In terms of the data, Carpe Data was able to provide us with two different datasets. The first had a size of 5.17 GB and the second was about 400 MB. These original datasets each contained 5 columns:

  • Search Transaction ID

  • Search Subject ID

  • Original URL

  • Raw HTML text from the website

  • Type of Fraud

We decided to drop the first three columns as they are not relevant to the building of our model, which left us with the HTML text along with the type of fraud associated with it as our labels. As a preprocessing step, we looked into the value counts for each unique label so that we could decide how to consolidate groups with lower frequencies. Originally there were 12 unique labels. We decided to remove all the types of fraud that had under 10 observations and then mapped the remaining ones that had under 100 observations to fraud labeled as “potentially relevant information.” This left us with 6 unique labels:

  • N/A: No relevant content

  • Possible Fatality

  • Potentially unlawful activity

  • Physical Activity

  • Information related to the claim

  • Potentially relevant information

Figure 1. HTML feature labels with their respective counts.

This is something that we may need to potentially revisit and regroup the labels as our sponsors may want us to include some of the labels that had under 100 observations instead of simply combining them into one label.
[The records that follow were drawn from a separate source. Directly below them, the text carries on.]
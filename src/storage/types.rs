//! core type-safe wrappers around the storage primitives.

use std::borrow::Borrow;
use std::fmt;
use std::fmt::Formatter;

use serde::de::{self, Deserializer};
use serde::{Deserialize, Serialize, Serializer};
use sha2::{Digest, Sha256};

/// length of a full object id in hex characters
pub const OBJECT_ID_HEX_LEN: usize = 64;

/// A SHA-256 content digest.
///
/// Every stored object (blob or commit) is named by the digest of its bytes.
#[derive(Clone, Copy, PartialEq, Eq, Hash, PartialOrd, Ord)]
pub struct ObjectId([u8; 32]);

impl ObjectId {
    /// digest arbitrary bytes
    pub fn digest(bytes: &[u8]) -> Self {
        Self(Sha256::digest(bytes).into())
    }

    /// parse a full 64 character hex id
    pub fn from_hex(text: &str) -> Result<Self, InvalidNameError> {
        if text.len() != OBJECT_ID_HEX_LEN {
            return Err(InvalidNameError::InvalidId(text.to_string()));
        }
        let mut bytes = [0u8; 32];
        hex::decode_to_slice(text, &mut bytes)
            .map_err(|_| InvalidNameError::InvalidId(text.to_string()))?;
        Ok(Self(bytes))
    }

    /// lowercase hex form, also used as the object's file name
    pub fn to_hex(&self) -> String {
        hex::encode(self.0)
    }
}

impl fmt::Debug for ObjectId {
    fn fmt(&self, f: &mut Formatter<'_>) -> fmt::Result {
        write!(f, "ObjectId({})", self.to_hex())
    }
}

impl fmt::Display for ObjectId {
    fn fmt(&self, f: &mut Formatter<'_>) -> fmt::Result {
        f.write_str(&self.to_hex())
    }
}

impl Serialize for ObjectId {
    fn serialize<S: Serializer>(&self, serializer: S) -> Result<S::Ok, S::Error> {
        serializer.serialize_str(&self.to_hex())
    }
}

impl<'de> Deserialize<'de> for ObjectId {
    fn deserialize<D: Deserializer<'de>>(deserializer: D) -> Result<Self, D::Error> {
        let text = String::deserialize(deserializer)?;
        ObjectId::from_hex(&text).map_err(de::Error::custom)
    }
}

/// This makes sure we don't accidentally pass a blob ID where a commit ID
/// is expected.
#[derive(Debug, Clone, Copy, PartialEq, Eq, Hash, PartialOrd, Ord, Serialize, Deserialize)]
#[serde(transparent)]
pub struct CommitId(pub(crate) ObjectId);

impl CommitId {
    pub(crate) fn new(id: ObjectId) -> Self {
        Self(id)
    }

    /// parse CommitId from a full hex string
    pub fn from_hex(hex: &str) -> Result<Self, InvalidNameError> {
        ObjectId::from_hex(hex).map(CommitId)
    }

    /// short form of the commit ID
    pub fn short(&self) -> String {
        self.0.to_hex()[..7].to_string()
    }

    pub fn to_hex(&self) -> String {
        self.0.to_hex()
    }
}

impl fmt::Display for CommitId {
    fn fmt(&self, f: &mut Formatter<'_>) -> fmt::Result {
        write!(f, "{}", self.0)
    }
}

/// content-addressed blob identifier
#[derive(Debug, Clone, Copy, PartialEq, Eq, Hash, PartialOrd, Ord, Serialize, Deserialize)]
#[serde(transparent)]
pub struct BlobId(pub(crate) ObjectId);

impl BlobId {
    pub(crate) fn new(id: ObjectId) -> Self {
        Self(id)
    }

    pub fn to_hex(&self) -> String {
        self.0.to_hex()
    }
}

impl fmt::Display for BlobId {
    fn fmt(&self, f: &mut Formatter<'_>) -> fmt::Result {
        write!(f, "{}", self.0)
    }
}

/// A validated tracked file name.
///
/// Tracked files live directly inside the working directory, so names are
/// restricted to a single path component:
/// - 1-255 bytes
/// - no `/`, `\` or NUL
/// - not `.` or `..`
#[derive(Debug, Clone, PartialEq, Eq, Hash, PartialOrd, Ord, Serialize, Deserialize)]
#[serde(try_from = "String", into = "String")]
pub struct FileName(String);

impl FileName {
    pub fn new(name: impl Into<String>) -> Result<Self, InvalidNameError> {
        let name = name.into();
        Self::validate(&name)?;
        Ok(Self(name))
    }

    fn validate(name: &str) -> Result<(), InvalidNameError> {
        if name.is_empty() {
            return Err(InvalidNameError::Empty);
        }

        if name.len() > 255 {
            return Err(InvalidNameError::TooLong(name.len()));
        }

        if name == "." || name == ".." {
            return Err(InvalidNameError::InvalidPath(name.to_string()));
        }

        for (i, c) in name.chars().enumerate() {
            if c == '/' || c == '\\' || c == '\0' {
                return Err(InvalidNameError::InvalidCharacter { char: c, position: i });
            }
        }

        Ok(())
    }

    pub fn as_str(&self) -> &str {
        &self.0
    }
}

impl fmt::Display for FileName {
    fn fmt(&self, f: &mut Formatter<'_>) -> fmt::Result {
        write!(f, "{}", self.0)
    }
}

impl AsRef<str> for FileName {
    fn as_ref(&self) -> &str {
        &self.0
    }
}

impl Borrow<str> for FileName {
    fn borrow(&self) -> &str {
        &self.0
    }
}

impl TryFrom<String> for FileName {
    type Error = InvalidNameError;

    fn try_from(value: String) -> Result<Self, Self::Error> {
        Self::new(value)
    }
}

impl From<FileName> for String {
    fn from(name: FileName) -> Self {
        name.0
    }
}

/// a validated branch name
#[derive(Debug, Clone, PartialEq, Eq, Hash, PartialOrd, Ord, Serialize, Deserialize)]
#[serde(try_from = "String", into = "String")]
pub struct BranchName(String);

impl BranchName {
    /// the default branch created by `init`
    pub const DEFAULT: &'static str = "master";

    pub fn new(name: impl Into<String>) -> Result<Self, InvalidNameError> {
        let name = name.into();
        if name.is_empty() {
            return Err(InvalidNameError::Empty);
        }
        if let Some((i, c)) = name
            .chars()
            .enumerate()
            .find(|(_, c)| c.is_whitespace() || *c == '\0')
        {
            return Err(InvalidNameError::InvalidCharacter { char: c, position: i });
        }
        if name.contains("..") || name.ends_with('/') || name.starts_with('/') {
            return Err(InvalidNameError::InvalidPath(name));
        }
        Ok(Self(name))
    }

    /// the default branch name
    pub fn default_branch() -> Self {
        Self(Self::DEFAULT.to_string())
    }

    pub fn as_str(&self) -> &str {
        &self.0
    }
}

impl fmt::Display for BranchName {
    fn fmt(&self, f: &mut Formatter<'_>) -> fmt::Result {
        write!(f, "{}", self.0)
    }
}

impl Borrow<str> for BranchName {
    fn borrow(&self) -> &str {
        &self.0
    }
}

impl TryFrom<String> for BranchName {
    type Error = InvalidNameError;

    fn try_from(value: String) -> Result<Self, Self::Error> {
        Self::new(value)
    }
}

impl From<BranchName> for String {
    fn from(name: BranchName) -> Self {
        name.0
    }
}

/// error type for invalid names (files, branches, object ids)
#[derive(Debug, Clone, PartialEq, Eq)]
pub enum InvalidNameError {
    Empty,
    TooLong(usize),
    InvalidCharacter { char: char, position: usize },
    Reserved(String),
    InvalidPath(String),
    InvalidId(String),
}

impl fmt::Display for InvalidNameError {
    fn fmt(&self, f: &mut Formatter<'_>) -> fmt::Result {
        match self {
            Self::Empty => write!(f, "name cannot be empty"),
            Self::TooLong(len) => write!(f, "name too long: {} bytes", len),
            Self::InvalidCharacter { char, position } => {
                write!(f, "invalid character {:?} at position {}", char, position)
            }
            Self::Reserved(name) => write!(f, "'{}' is a reserved name", name),
            Self::InvalidPath(path) => write!(f, "invalid path: '{}'", path),
            Self::InvalidId(id) => write!(f, "invalid object id: '{}'", id),
        }
    }
}

impl std::error::Error for InvalidNameError {}

/// a working-tree change that has not been staged
#[derive(Debug, Clone, PartialEq, Eq)]
pub struct Change {
    pub path: FileName,
    pub status: ChangeStatus,
}

#[derive(Debug, Clone, Copy, PartialEq, Eq)]
pub enum ChangeStatus {
    Modified,
    Deleted,
}

impl fmt::Display for Change {
    fn fmt(&self, f: &mut Formatter<'_>) -> fmt::Result {
        let label = match self.status {
            ChangeStatus::Modified => "modified",
            ChangeStatus::Deleted => "deleted",
        };
        write!(f, "{} ({})", self.path, label)
    }
}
After consolidating the labels, we concatenated the two different datasets into one, resulting in us having one large dataset containing 42,485 rows and 2 columns. From there we were able to begin the cleaning process of the raw HTML text.



Our team tried out a variety of cleaning methods for the raw HTML text data, but we were able to settle on one cleaning pipeline for now. First, we ran each observation through Beautiful Soup, pulling all the content data away from the HTML code formatting. Next, we removed all the links and non-breaking spaces (which were formatted as ‘&nbsp’ in the text data) from the text. Then, we normalized the unicode of the text, removed all non-alphanumeric symbols, and made the text all lowercase.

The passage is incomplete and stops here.